(Records from a collection)
┌──

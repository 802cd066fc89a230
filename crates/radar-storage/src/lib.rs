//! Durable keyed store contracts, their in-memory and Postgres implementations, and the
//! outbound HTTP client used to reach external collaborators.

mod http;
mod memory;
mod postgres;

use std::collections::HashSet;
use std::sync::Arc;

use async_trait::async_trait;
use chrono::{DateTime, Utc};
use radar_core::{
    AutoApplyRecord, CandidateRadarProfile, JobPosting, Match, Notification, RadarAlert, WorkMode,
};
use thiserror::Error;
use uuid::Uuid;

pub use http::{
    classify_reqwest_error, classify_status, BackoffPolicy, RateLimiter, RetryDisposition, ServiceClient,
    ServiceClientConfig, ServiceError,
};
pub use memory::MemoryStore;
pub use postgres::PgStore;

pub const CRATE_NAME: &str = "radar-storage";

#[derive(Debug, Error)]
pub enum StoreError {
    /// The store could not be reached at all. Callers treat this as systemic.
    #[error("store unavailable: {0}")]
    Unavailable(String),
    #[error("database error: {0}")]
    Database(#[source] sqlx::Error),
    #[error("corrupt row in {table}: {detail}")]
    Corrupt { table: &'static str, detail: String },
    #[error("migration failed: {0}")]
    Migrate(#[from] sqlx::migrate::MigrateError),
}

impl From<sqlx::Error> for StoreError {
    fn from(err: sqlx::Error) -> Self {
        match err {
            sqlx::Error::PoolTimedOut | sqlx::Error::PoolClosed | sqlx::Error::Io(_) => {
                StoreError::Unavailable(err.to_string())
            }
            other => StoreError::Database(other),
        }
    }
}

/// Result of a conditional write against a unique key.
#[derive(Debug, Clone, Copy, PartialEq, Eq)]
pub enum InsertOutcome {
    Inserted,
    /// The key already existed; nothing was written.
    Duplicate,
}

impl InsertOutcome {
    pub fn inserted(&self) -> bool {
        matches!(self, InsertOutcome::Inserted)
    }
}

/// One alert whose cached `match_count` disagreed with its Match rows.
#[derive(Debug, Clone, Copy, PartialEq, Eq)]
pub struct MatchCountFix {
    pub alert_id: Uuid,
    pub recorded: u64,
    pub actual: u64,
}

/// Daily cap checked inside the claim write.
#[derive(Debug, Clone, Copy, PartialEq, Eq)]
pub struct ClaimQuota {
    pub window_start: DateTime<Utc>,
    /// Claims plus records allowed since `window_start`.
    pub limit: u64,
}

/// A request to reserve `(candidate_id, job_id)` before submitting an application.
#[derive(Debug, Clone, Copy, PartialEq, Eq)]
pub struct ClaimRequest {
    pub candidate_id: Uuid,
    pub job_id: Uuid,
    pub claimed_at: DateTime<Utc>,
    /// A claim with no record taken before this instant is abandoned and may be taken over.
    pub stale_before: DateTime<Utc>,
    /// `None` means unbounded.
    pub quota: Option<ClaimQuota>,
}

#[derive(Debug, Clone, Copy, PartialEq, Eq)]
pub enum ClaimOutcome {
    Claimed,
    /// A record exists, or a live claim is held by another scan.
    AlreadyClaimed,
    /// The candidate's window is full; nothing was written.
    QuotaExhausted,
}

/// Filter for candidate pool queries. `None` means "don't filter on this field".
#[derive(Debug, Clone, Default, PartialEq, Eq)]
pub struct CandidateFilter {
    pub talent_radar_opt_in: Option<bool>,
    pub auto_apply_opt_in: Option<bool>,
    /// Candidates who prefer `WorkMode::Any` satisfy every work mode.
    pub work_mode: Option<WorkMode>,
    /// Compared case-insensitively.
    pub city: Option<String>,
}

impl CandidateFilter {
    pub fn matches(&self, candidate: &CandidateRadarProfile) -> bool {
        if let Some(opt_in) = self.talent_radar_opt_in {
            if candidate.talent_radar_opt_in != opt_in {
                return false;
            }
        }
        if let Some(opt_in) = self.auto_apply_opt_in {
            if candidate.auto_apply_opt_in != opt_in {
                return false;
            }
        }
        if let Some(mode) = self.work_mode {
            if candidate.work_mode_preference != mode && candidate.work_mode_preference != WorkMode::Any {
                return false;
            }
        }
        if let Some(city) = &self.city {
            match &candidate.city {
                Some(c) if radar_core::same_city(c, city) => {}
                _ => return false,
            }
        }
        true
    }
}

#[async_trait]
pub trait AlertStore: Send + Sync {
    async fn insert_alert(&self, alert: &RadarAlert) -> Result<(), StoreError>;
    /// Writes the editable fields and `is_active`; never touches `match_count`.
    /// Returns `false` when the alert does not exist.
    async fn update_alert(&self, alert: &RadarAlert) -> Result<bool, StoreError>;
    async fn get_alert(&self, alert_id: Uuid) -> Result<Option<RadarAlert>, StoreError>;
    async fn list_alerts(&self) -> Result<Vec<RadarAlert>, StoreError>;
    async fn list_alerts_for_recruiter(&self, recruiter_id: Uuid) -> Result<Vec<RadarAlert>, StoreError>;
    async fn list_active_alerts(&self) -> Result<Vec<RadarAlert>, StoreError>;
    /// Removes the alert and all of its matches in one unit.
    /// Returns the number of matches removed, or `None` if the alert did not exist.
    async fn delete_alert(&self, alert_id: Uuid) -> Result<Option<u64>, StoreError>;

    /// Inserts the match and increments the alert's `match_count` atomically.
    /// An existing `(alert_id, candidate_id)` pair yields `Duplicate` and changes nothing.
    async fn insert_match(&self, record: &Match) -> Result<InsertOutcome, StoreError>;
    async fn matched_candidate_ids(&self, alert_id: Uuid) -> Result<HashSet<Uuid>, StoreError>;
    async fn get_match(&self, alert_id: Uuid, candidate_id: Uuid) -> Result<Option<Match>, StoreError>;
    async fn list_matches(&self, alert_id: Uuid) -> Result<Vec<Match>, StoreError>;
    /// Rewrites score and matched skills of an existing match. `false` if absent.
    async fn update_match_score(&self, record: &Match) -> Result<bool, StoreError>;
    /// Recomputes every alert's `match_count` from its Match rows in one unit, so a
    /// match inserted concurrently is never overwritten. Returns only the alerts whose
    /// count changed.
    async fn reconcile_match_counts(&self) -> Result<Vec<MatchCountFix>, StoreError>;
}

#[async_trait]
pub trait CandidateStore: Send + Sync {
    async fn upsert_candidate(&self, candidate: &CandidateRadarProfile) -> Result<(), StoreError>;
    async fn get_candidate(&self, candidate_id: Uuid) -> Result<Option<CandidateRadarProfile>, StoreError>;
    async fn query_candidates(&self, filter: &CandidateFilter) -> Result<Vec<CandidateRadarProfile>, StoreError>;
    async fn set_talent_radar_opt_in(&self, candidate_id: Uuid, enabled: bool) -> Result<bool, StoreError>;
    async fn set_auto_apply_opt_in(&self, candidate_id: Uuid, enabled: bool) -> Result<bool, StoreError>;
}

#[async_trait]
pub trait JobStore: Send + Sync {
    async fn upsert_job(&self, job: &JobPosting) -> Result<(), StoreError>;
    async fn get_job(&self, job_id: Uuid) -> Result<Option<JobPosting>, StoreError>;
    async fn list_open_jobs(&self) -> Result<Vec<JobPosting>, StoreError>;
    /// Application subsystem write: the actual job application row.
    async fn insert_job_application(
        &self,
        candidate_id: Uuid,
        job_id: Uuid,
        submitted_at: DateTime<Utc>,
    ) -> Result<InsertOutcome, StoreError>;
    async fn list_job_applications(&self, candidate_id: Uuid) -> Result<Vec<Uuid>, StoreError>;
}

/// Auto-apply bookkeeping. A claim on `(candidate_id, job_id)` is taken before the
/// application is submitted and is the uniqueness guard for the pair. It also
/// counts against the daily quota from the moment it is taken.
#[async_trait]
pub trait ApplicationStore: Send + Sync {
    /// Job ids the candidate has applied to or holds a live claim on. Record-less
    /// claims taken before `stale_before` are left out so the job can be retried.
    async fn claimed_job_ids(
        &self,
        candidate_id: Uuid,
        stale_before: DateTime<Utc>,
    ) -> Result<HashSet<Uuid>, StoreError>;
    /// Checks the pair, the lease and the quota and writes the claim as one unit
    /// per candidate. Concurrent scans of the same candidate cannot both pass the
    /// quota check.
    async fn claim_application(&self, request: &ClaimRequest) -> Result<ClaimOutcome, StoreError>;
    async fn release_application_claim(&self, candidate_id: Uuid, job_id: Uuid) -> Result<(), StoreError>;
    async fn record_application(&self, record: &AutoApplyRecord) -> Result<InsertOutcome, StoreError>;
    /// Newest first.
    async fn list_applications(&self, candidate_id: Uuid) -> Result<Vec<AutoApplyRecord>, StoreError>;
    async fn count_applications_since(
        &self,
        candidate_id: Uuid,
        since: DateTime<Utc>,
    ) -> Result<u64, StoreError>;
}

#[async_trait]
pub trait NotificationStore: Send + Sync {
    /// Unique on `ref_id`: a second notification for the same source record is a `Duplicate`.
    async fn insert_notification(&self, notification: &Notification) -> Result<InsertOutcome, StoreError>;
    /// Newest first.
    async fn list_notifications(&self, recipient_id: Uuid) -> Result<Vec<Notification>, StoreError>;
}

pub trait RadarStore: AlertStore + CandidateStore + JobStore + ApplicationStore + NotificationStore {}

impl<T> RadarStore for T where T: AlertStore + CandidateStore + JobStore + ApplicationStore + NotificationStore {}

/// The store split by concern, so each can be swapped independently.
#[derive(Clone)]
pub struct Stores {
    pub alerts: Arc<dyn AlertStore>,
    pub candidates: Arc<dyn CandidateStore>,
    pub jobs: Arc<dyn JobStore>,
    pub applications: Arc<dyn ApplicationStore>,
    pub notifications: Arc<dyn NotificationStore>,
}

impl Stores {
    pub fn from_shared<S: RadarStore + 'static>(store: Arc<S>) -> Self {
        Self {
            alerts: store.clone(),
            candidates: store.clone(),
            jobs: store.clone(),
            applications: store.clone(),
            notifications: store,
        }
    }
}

└──
┌──

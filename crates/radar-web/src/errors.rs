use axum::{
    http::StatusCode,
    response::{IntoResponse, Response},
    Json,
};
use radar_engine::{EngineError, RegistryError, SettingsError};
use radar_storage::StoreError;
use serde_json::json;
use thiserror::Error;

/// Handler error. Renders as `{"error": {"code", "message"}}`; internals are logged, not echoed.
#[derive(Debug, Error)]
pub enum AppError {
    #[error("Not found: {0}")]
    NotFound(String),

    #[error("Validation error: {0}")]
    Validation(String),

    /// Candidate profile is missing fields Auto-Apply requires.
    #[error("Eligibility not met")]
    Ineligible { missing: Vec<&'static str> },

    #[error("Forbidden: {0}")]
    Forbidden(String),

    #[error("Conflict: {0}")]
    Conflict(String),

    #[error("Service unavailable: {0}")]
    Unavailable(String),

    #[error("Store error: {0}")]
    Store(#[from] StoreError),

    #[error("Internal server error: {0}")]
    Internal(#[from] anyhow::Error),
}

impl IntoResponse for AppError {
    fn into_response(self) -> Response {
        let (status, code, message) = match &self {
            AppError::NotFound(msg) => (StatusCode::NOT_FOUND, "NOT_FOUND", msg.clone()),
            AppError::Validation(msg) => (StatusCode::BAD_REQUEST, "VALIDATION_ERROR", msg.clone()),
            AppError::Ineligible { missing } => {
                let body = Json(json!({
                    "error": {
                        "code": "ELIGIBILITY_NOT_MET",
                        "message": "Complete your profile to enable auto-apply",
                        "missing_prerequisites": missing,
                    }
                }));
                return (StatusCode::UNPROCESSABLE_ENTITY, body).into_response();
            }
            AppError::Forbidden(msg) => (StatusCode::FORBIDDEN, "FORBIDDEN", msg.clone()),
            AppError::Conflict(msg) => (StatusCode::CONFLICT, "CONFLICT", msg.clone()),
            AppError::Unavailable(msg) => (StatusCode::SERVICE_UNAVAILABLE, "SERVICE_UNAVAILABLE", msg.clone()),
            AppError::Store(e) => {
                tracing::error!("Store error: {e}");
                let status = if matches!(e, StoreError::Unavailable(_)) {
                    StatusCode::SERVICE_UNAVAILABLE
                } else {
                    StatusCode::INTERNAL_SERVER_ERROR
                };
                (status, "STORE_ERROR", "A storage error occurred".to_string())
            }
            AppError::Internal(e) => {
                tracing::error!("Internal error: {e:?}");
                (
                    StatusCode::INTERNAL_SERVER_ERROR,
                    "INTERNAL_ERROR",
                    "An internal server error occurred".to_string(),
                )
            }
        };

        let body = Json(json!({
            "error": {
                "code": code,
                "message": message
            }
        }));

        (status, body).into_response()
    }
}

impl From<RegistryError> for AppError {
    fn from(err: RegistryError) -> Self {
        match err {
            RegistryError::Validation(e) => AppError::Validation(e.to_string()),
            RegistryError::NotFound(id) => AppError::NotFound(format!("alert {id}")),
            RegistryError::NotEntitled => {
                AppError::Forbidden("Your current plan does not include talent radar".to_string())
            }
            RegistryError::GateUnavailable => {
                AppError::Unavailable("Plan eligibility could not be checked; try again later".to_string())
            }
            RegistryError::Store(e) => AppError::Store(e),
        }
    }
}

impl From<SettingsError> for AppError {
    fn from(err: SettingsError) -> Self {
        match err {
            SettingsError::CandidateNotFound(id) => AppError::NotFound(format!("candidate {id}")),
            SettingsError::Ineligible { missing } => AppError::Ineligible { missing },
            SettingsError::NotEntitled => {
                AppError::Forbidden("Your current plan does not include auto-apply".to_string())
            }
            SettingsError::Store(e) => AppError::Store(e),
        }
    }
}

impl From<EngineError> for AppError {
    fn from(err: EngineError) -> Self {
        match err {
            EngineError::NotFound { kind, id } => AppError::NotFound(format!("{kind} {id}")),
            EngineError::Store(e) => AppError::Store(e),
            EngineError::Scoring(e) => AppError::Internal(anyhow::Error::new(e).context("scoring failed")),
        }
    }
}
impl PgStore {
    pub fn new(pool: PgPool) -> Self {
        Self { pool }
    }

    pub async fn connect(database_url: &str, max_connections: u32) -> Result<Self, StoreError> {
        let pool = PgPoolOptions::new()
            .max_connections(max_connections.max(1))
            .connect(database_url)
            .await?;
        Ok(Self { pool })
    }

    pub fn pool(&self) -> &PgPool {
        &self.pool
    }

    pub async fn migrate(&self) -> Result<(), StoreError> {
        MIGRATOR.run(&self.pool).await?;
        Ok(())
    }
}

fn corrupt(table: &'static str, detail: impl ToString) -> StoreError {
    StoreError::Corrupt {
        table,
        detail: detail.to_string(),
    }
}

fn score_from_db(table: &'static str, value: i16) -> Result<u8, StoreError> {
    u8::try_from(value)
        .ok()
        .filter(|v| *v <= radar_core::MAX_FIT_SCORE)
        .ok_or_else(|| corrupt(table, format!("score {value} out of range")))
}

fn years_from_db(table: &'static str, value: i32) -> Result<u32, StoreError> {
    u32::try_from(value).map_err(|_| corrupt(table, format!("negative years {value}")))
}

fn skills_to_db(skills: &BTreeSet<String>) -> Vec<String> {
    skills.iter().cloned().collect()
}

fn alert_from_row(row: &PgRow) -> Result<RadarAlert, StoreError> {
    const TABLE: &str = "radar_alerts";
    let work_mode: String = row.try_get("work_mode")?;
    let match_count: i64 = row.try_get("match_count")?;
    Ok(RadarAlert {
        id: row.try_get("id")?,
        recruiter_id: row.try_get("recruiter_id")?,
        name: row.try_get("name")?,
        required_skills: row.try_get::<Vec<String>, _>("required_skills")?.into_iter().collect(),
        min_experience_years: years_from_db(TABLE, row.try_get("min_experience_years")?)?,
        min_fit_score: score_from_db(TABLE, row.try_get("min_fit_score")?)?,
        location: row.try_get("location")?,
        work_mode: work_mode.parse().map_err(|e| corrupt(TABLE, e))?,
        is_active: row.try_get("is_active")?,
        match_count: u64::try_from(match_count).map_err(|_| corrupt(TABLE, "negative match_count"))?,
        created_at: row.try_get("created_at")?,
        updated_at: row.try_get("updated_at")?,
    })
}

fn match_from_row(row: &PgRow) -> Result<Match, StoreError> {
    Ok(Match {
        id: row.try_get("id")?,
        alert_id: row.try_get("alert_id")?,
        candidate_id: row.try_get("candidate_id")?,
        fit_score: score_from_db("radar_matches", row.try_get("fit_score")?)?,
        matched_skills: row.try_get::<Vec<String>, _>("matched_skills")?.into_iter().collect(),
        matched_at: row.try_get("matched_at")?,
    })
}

└──

◆ What you have to do: Within the entries, find all lines holding "missing" and copy each one.

◆ Finished exercise:
    /// Candidate profile is missing fields Auto-Apply requires.
    Ineligible { missing: Vec<&'static str> },
            AppError::Ineligible { missing } => {
                        "missing_prerequisites": missing,
            SettingsError::Ineligible { missing } => AppError::Ineligible { missing },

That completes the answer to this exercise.